The honey produced by Australian honeypot ants has antibacterial and antifungal properties, researchers have found, in a discovery that brings western science up to speed with Indigenous knowledge.
The Australian honeypot ant, Camponotus inflatus, has been used by First Nations people as a bush food and in traditional medicine for thousands of years, including to treat colds and sore throats.
The species is mainly found in desert areas in Western Australia and the Northern Territory.
Specialised worker ants, known as repletes, are overfed nectar by other ants and produce honey that engorges their abdomens to the size of small, amber marbles. Taking on sacrificial roles as “living pantries”, they hang off the roofs of their nests and regurgitate the honey during times of food scarcity.
Analysing the properties of the honey, Australian researchers have found that it is highly effective against Staphylococcus aureus bacteria, commonly known as golden staph.
The scientists found the ant honey was equally effective against golden staph as manuka honey, and more effective than jarrah honey, which are both produced by honeybees.
“It was quite amazing that the activity of the honey was so specific against some pathogens and not others,” said the study’s co-author, Dr Kenya Fernandes, of the University of Sydney. “The honey was really active against some of the fungi that we consider to be really tough and really hard to kill, like Aspergillus and Cryptococcus.”
“Cryptococcus is found in trees, so that’s something that the worker ants might encounter … and Aspergillus is found in hot, dry, arid, desert soils,” she said. “The activity of the honey seemed to really align with … what the ants encounter in their environment.”
The ant honey’s antimicrobial effects work through a different mechanism to manuka honey, which contains a compound called methylglyoxal, and jarrah honey, which works via hydrogen peroxide.
The researchers speculate that a “unique ant-derived antimicrobial peptide” gives the honey its properties, but further research was needed to confirm this, Fernandes said.
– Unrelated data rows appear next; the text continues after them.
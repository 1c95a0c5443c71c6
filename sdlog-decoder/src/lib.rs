//! QQMLAB Datalog Decoder Library
//!
//! Decodes the framed binary logs written by the QQMLAB CAN/HTTP logger into
//! time-correlated records.
//!
//! # Architecture
//!
//! This library is a pure producer:
//! - Detects and validates one of the supported header layouts
//! - Walks the entry stream, recovering from lost sync by a byte-wise scan
//! - Translates device-monotonic timestamps into relative and epoch time
//! - Interprets payloads as CAN frames or text according to the channel format
//!
//! The library does NOT:
//! - Write CSV or any other output file
//! - Print to the console
//! - Parse command-line arguments
//!
//! All rendering is in the application layer (sdlog-cli).
//!
//! # Example Usage
//!
//! ```no_run
//! use sdlog_decoder::{DecoderConfig, LogDecoder, TimeAnchor};
//! use std::path::Path;
//!
//! let config = DecoderConfig::new().with_anchor(TimeAnchor::Header);
//! let mut decoder = LogDecoder::open(Path::new("LOG.TXT"), config).unwrap();
//! println!("Board: {}", decoder.header().board_name);
//!
//! for record in decoder.by_ref() {
//!     match record {
//!         Ok(record) => {
//!             println!("#{} +{:.3}ms {}", record.sequence_number,
//!                 record.relative_time_ms(), record.render_content());
//!         }
//!         Err(e) => eprintln!("Decode error: {}", e),
//!     }
//! }
//!
//! for diagnostic in decoder.take_diagnostics() {
//!     eprintln!("{}", diagnostic);
//! }
//! ```

// Public modules
pub mod config;
pub mod decoder;
pub mod encoder;
pub mod entry;
pub mod header;
pub mod index;
pub mod payload;
pub mod reader;
pub mod schema;
pub mod timestamp;
pub mod types;

// Re-export main types for convenience
pub use config::DecoderConfig;
pub use decoder::{DecodeSummary, DecoderState, LogDecoder};
pub use index::{decode_parallel, EntryIndex, ParallelDecode};
pub use schema::HeaderSchema;
pub use timestamp::{TimeAnchor, TimestampCorrelator};
pub use types::{
    CanFrame, ChannelFormat, DecodedRecord, DecoderError, Diagnostic, Entry, EntryHeader,
    PayloadView, Result, SystemHeader, TextRecord, Timebase, UserMetadata,
};

/// Library version
pub const VERSION: &str = env!("CARGO_PKG_VERSION");

#[cfg(test)]
mod tests {
    use super::*;
    use std::io::Cursor;

    #[test]
    fn test_library_basics() {
        // Smoke test: a header-only log decodes to zero records
        let bytes = encoder::encode_header(&encoder::HeaderSpec::default());
        let mut decoder = LogDecoder::from_reader(Cursor::new(bytes), DecoderConfig::new()).unwrap();
        assert!(decoder.next().is_none());
        assert_eq!(decoder.state(), DecoderState::Done);
    }
}
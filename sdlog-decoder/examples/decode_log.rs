//! Standalone datalog inspector
//!
//! Decodes a QQMLAB log file and prints the header, every record and a
//! summary of what was found.
//!
//! Usage:
//!   decode_log <LOG.TXT> [--limit <count>] [--first-entry] [--quiet]

use sdlog_decoder::{DecoderConfig, LogDecoder, PayloadView, TimeAnchor};
use std::collections::BTreeMap;
use std::env;
use std::path::PathBuf;

#[derive(Default)]
struct Stats {
    can_frames: usize,
    text_lines: usize,
    raw_payloads: usize,
    per_entry_type: BTreeMap<u8, usize>,
    per_can_id: BTreeMap<String, usize>,
}

impl Stats {
    fn print_summary(&self) {
        println!("\n=== DECODING SUMMARY ===");
        println!("CAN frames:   {}", self.can_frames);
        println!("Text lines:   {}", self.text_lines);
        println!("Raw payloads: {}", self.raw_payloads);
        for (entry_type, count) in &self.per_entry_type {
            println!("  entry type {}: {}", entry_type, count);
        }

        if !self.per_can_id.is_empty() {
            println!("\nTop 10 CAN identifiers:");
            let mut sorted: Vec<_> = self.per_can_id.iter().collect();
            sorted.sort_by(|a, b| b.1.cmp(a.1));
            for (id, count) in sorted.iter().take(10) {
                println!("  {}: {} frames", id, count);
            }
        }
    }
}

fn main() -> Result<(), Box<dyn std::error::Error>> {
    let args: Vec<String> = env::args().collect();

    if args.len() < 2 {
        eprintln!("Usage: {} <LOG.TXT> [--limit <count>] [--first-entry] [--quiet]", args[0]);
        std::process::exit(1);
    }

    let log_file = PathBuf::from(&args[1]);
    let mut config = DecoderConfig::new();
    let mut quiet = false;

    let mut i = 2;
    while i < args.len() {
        match args[i].as_str() {
            "--limit" => {
                i += 1;
                if let Some(value) = args.get(i) {
                    config = config.with_max_records(value.parse()?);
                }
            }
            "--first-entry" => config = config.with_anchor(TimeAnchor::FirstEntry),
            "--quiet" => quiet = true,
            other => eprintln!("Ignoring unknown argument: {}", other),
        }
        i += 1;
    }

    let mut decoder = LogDecoder::open(&log_file, config)?;
    let header = decoder.header().clone();
    println!("=== {} ===", log_file.display());
    println!("Layout:   {}", header.schema);
    println!("Board:    {} (firmware {})", header.board_name, header.firmware_version);
    println!("Channel:  {}", header.channel_format);
    println!("Timebase: {}", decoder.timebase());
    if let Some(metadata) = &header.metadata {
        println!("Metadata: {}", metadata.description);
    }
    println!();

    let mut stats = Stats::default();
    for result in decoder.by_ref() {
        let record = match result {
            Ok(record) => record,
            Err(e) => {
                eprintln!("Decoding stopped: {}", e);
                break;
            }
        };

        *stats.per_entry_type.entry(record.entry_type).or_default() += 1;
        match &record.payload {
            PayloadView::Can(frame) => {
                stats.can_frames += 1;
                *stats.per_can_id.entry(frame.identifier_hex()).or_default() += 1;
            }
            PayloadView::Text(_) => stats.text_lines += 1,
            PayloadView::Raw { .. } => stats.raw_payloads += 1,
        }

        if !quiet {
            match record.absolute_datetime() {
                Some(time) => print!("{} ", time.format("%H:%M:%S%.6f")),
                None => print!("+{:.3}ms ", record.relative_time_ms()),
            }
            println!("#{} {}", record.sequence_number, record.render_content());
        }
    }

    stats.print_summary();

    let diagnostics = decoder.take_diagnostics();
    if !diagnostics.is_empty() {
        println!("\n{} diagnostics:", diagnostics.len());
        for diagnostic in diagnostics.iter().take(20) {
            println!("  {}", diagnostic);
        }
    }
    println!("\nSummary: {:?}", decoder.summary());

    Ok(())
}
The team is unsure why the honey works against golden staph, which is typically considered to be a human pathogen that lives on the skin and can result in life-threatening infections.
“Given that the honey is such a precious resource, and it’s also something that has a lot of cultural significance to Indigenous people, it’s not really the kind of thing where you’re going to be able to take the honey directly and apply it for any kind of clinical use,” Fernandes said.
Researchers hope instead to identify new compounds within the honey that could be further developed into antimicrobial treatments.
“Western medicine seems to play catch up with traditional medicine,” said Danny Ulrich from the Tjupan language group, who runs Goldfields Honey Ant Tours with his mother Edie Ulrich and auntie Marjorie Stubbs.
Ulrich’s family sourced the honeypot ants for the study. Nests are often found at the base of mulga trees, he said.
Gathering honeypot ants has been a tradition in his family dating back generations. “It’s traditionally only the women that dig for the honey ants,” Ulrich said. “You can use it for sore throats; you can use it topically for ointment on wounds.”
For sustainability, ants are only taken from a couple of chambers within a nest at a time. “It might be a year or more before we go back there to that same nest,” he said.
Ulrich describes the ant honey as similar to maple syrup in consistency, less sweet and thick than bee honey, with “a very slight tangy taste to it”. As a sweet treat, he says it is best enjoyed with fresh damper, butter and apricot jam.
The research was published in the journal PeerJ.